DOMINATION AND LIBERATION: AN ANALYSIS OF THE ANADIALECTICAL METHOD OF ENRIQUE DUSSEL AND ITS IMPLICATIONS FOR INTERNATIONAL THEOLOGICAL DIALOGUE
Emerging from the experience of the Latin American poor, particularly as that experience has found articulation within the basic Christian communities, Latin American liberation theology is currently undergoing a maturation process. Central to this process has been an increased concern for methodological issues. Unfortunately, much of this methodological work has gone unnoticed in the English-speaking academy--as well as in other "Europeanized" theological circles. Whatever the reasons for this oversight, it has resulted in a seriously distorted view of liberation theology on the part of some critics. This dissertation represents an attempt to move North American theological scholarship towards an understanding of Latin American liberation theology on this latter's own terms. As such, the dissertation focuses on an analysis of the method formulated by Enrique Dussel, perhaps the foremost Latin American methodologist. That analysis then serves as the basis for the second part of the dissertation, where it is argued that Dussel's method is fundamentally open to the possibility of an analogical, North American liberative method. Such an analogical relationship, in turn, suggests the possibility of genuine theological dialogue, beyond mere mutual recriminations. In order to make this argument, Bernard Lonergan's meta-method is put forward as an example of such an analogically liberative North American method, and several prominent critiques of liberation theology are examined as examples of the dangers of distorted interpretations. While these distorted interpretations perceive liberation theology as reductionist and secularist, an appreciation of the work of Dussel, Gutierrez, Segundo and others reveals such a conclusion to be unwarranted.

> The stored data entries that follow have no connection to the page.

//! Per-file line counting.
//!
//! Counting strategy is chosen by extension. Brace-family sources
//! (`.js`, `.jsx`, `.ts`, `.tsx`, `.java`) and Python get a comment-aware
//! count; every other file is counted as raw physical lines.

use std::sync::OnceLock;

use regex::Regex;

/// Extensions that share C-style `//` and `/* ... */` comments.
const BRACE_EXTENSIONS: &[&str] = &[".js", ".jsx", ".ts", ".tsx", ".java"];

/// Count the code lines of one file, dispatching on its dot-prefixed
/// extension. Unrecognized extensions fall back to a raw line count in
/// which blank lines and the segment after a trailing newline both count.
pub fn count_lines(content: &str, extension: &str) -> u64 {
    if BRACE_EXTENSIONS.contains(&extension) {
        count_brace_family(content)
    } else if extension == ".py" {
        count_python(content)
    } else {
        content.split('\n').count() as u64
    }
}

/// Block comments are removed first, so a `/* ... */` spanning several
/// lines can fuse its surroundings into a single line before counting.
fn count_brace_family(content: &str) -> u64 {
    let stripped = block_comment_re().replace_all(content, "");
    count_code_lines(&stripped, "//")
}

fn count_python(content: &str) -> u64 {
    let stripped = strip_triple_quoted_blocks(content);
    count_code_lines(&stripped, "#")
}

/// Lines that are blank after trimming, or whose first non-whitespace
/// characters are the line-comment marker, do not count.
fn count_code_lines(content: &str, line_comment: &str) -> u64 {
    content
        .split('\n')
        .filter(|line| {
            let trimmed = line.trim();
            !trimmed.is_empty() && !trimmed.starts_with(line_comment)
        })
        .count() as u64
}

/// Lazily matched, so an unterminated `/*` is left in place.
fn block_comment_re() -> &'static Regex {
    static RE: OnceLock<Regex> = OnceLock::new();
    RE.get_or_init(|| Regex::new(r"(?s)/\*.*?\*/").unwrap())
}

/// Remove triple-quoted blocks that open at the start of a line.
///
/// A block opens where a line's leading whitespace (which may swallow
/// whole blank lines) is followed by `'''` or `"""`, and runs through the
/// next occurrence of the same opener. An `=` anywhere on the opening
/// line marks an assignment, and the string value is kept. A block whose
/// closer never appears is also kept.
fn strip_triple_quoted_blocks(content: &str) -> String {
    let mut out = String::with_capacity(content.len());
    let mut copied = 0;
    let mut candidate = Some(0);
    while let Some(start) = candidate {
        match match_block_at(content, start) {
            Some(end) => {
                out.push_str(&content[copied..start]);
                copied = end;
                candidate = next_line_start(content, end);
            }
            None => candidate = next_line_start(content, start + 1),
        }
    }
    out.push_str(&content[copied..]);
    out
}

/// Try to match one strippable block beginning at line start `start`.
/// Returns the offset just past the closing quotes.
fn match_block_at(content: &str, start: usize) -> Option<usize> {
    let rest = &content[start..];
    let ws_len = rest.len() - rest.trim_start().len();
    let quote_at = start + ws_len;
    let after_ws = &content[quote_at..];
    let opener = if after_ws.starts_with("'''") {
        "'''"
    } else if after_ws.starts_with("\"\"\"") {
        "\"\"\""
    } else {
        return None;
    };
    let line_end = after_ws.find(['\n', '\r']).unwrap_or(after_ws.len());
    if after_ws[..line_end].contains('=') {
        return None;
    }
    let close = after_ws[3..].find(opener)?;
    Some(quote_at + 3 + close + 3)
}

/// First offset at or after `from` that begins a line, i.e. follows a
/// `\n` or `\r`. Offset 0 is handled by the caller's initial candidate.
fn next_line_start(content: &str, from: usize) -> Option<usize> {
    let bytes = content.as_bytes();
    let mut pos = from.max(1);
    while pos < bytes.len() {
        if bytes[pos - 1] == b'\n' || bytes[pos - 1] == b'\r' {
            return Some(pos);
        }
        pos += 1;
    }
    None
}

#[cfg(test)]
mod tests {
    use super::*;

    #[test]
    fn raw_count_includes_blanks_and_trailing_segment() {
        assert_eq!(count_lines("a\nb\n", ".md"), 3);
        assert_eq!(count_lines("one\ntwo", ".txt"), 2);
        assert_eq!(count_lines("\n\n", ""), 3);
    }

    #[test]
    fn empty_file_counts_depend_on_family() {
        assert_eq!(count_lines("", ".md"), 1);
        assert_eq!(count_lines("", ".ts"), 0);
        assert_eq!(count_lines("", ".py"), 0);
    }

    #[test]
    fn extension_dispatch_is_case_sensitive() {
        // `.TS` is not recognized, so `//` is not a comment there.
        assert_eq!(count_lines("// x\n", ".TS"), 2);
        assert_eq!(count_lines("// x\n", ".ts"), 0);
    }

    #[test]
    fn brace_family_skips_line_comments_and_blanks() {
        let src = "  // leading comment\n\nconst x = 1;\n";
        assert_eq!(count_lines(src, ".ts"), 1);
    }

    #[test]
    fn brace_family_counts_code_with_trailing_comment() {
        assert_eq!(count_lines("x(); // note\n", ".js"), 1);
    }

    #[test]
    fn brace_family_strips_multi_line_block_comment() {
        let src = "/*\n * header\n */\npublic class A {}\n";
        assert_eq!(count_lines(src, ".java"), 1);
    }

    #[test]
    fn file_that_is_one_block_comment_counts_zero() {
        assert_eq!(count_lines("/* a\nb\nc */", ".tsx"), 0);
    }

    #[test]
    fn block_comment_inside_a_line_leaves_the_code() {
        assert_eq!(count_lines("let a = 1; /* why */ let b = 2;", ".js"), 1);
        assert_eq!(count_lines("a /* spans\nlines */ b\n", ".ts"), 1);
    }

    #[test]
    fn unterminated_block_comment_is_kept() {
        assert_eq!(count_lines("/* open\ncode();\n", ".ts"), 2);
    }

    #[test]
    fn python_skips_hash_comments_and_blanks() {
        let src = "# top\n\nx = 1\ny = 2  # inline\n";
        assert_eq!(count_lines(src, ".py"), 2);
    }

    #[test]
    fn python_strips_standalone_docstrings() {
        let src = "def f():\n    '''doc\n    more'''\n    pass\n";
        assert_eq!(count_lines(src, ".py"), 2);
        let src = "\"\"\"module doc\"\"\"\nx = 1\n";
        assert_eq!(count_lines(src, ".py"), 1);
    }

    #[test]
    fn python_keeps_assigned_triple_quoted_strings() {
        assert_eq!(count_lines("x = \"\"\"doc\"\"\"\n", ".py"), 1);
        // The closer of an assigned string does not open a new block.
        let src = "s = '''\ntext\n'''\n";
        assert_eq!(count_lines(src, ".py"), 3);
    }

    #[test]
    fn strip_handles_adjacent_blocks() {
        assert_eq!(strip_triple_quoted_blocks("'''a'''\n'''b'''"), "\n");
    }

    #[test]
    fn strip_consumes_blank_lines_before_a_block() {
        assert_eq!(strip_triple_quoted_blocks("\n\n'''d'''\nx\n"), "\nx\n");
    }

    #[test]
    fn strip_keeps_equals_on_opening_line() {
        assert_eq!(
            strip_triple_quoted_blocks("'''a''' = weird\n"),
            "'''a''' = weird\n"
        );
    }

    #[test]
    fn strip_handles_quote_runs() {
        // Six quotes form an empty block.
        assert_eq!(strip_triple_quoted_blocks("''''''"), "");
        // Nine leave an unclosed trailing opener in place.
        assert_eq!(strip_triple_quoted_blocks("'''''''''"), "'''");
    }

    #[test]
    fn strip_keeps_unclosed_blocks() {
        let src = "'''\nnever closed\n";
        assert_eq!(strip_triple_quoted_blocks(src), src);
    }

    #[test]
    fn strip_requires_line_start() {
        let src = "x '''not at start''' y\n";
        assert_eq!(strip_triple_quoted_blocks(src), src);
    }

    #[test]
    fn mixed_python_file_counts_only_code() {
        let src = "#!/usr/bin/env python\n\"\"\"\nModule doc.\n\"\"\"\n\nimport os\n\n\ndef main():\n    # body\n    return os.getcwd()\n";
        assert_eq!(count_lines(src, ".py"), 3);
    }
}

In fact, as presented in the first part of the dissertation, Dussel's method is self-consciously non-reductionist. Genuine dialogue between North and South cannot take place, therefore, as long as influential critics of liberation theology continue to misrepresent the liberation theology movement as reductionist. Hopefully, this dissertation will, in some small way, help stem the tide of misinterpretation and advance the cause of dialogue. At least, that is its intent.
ROBERTO SEGUNDO GOIZUETA,
"DOMINATION AND LIBERATION: AN ANALYSIS OF THE ANADIALECTICAL METHOD OF ENRIQUE DUSSEL AND ITS IMPLICATIONS FOR INTERNATIONAL THEOLOGICAL DIALOGUE"
(January 1, 1984).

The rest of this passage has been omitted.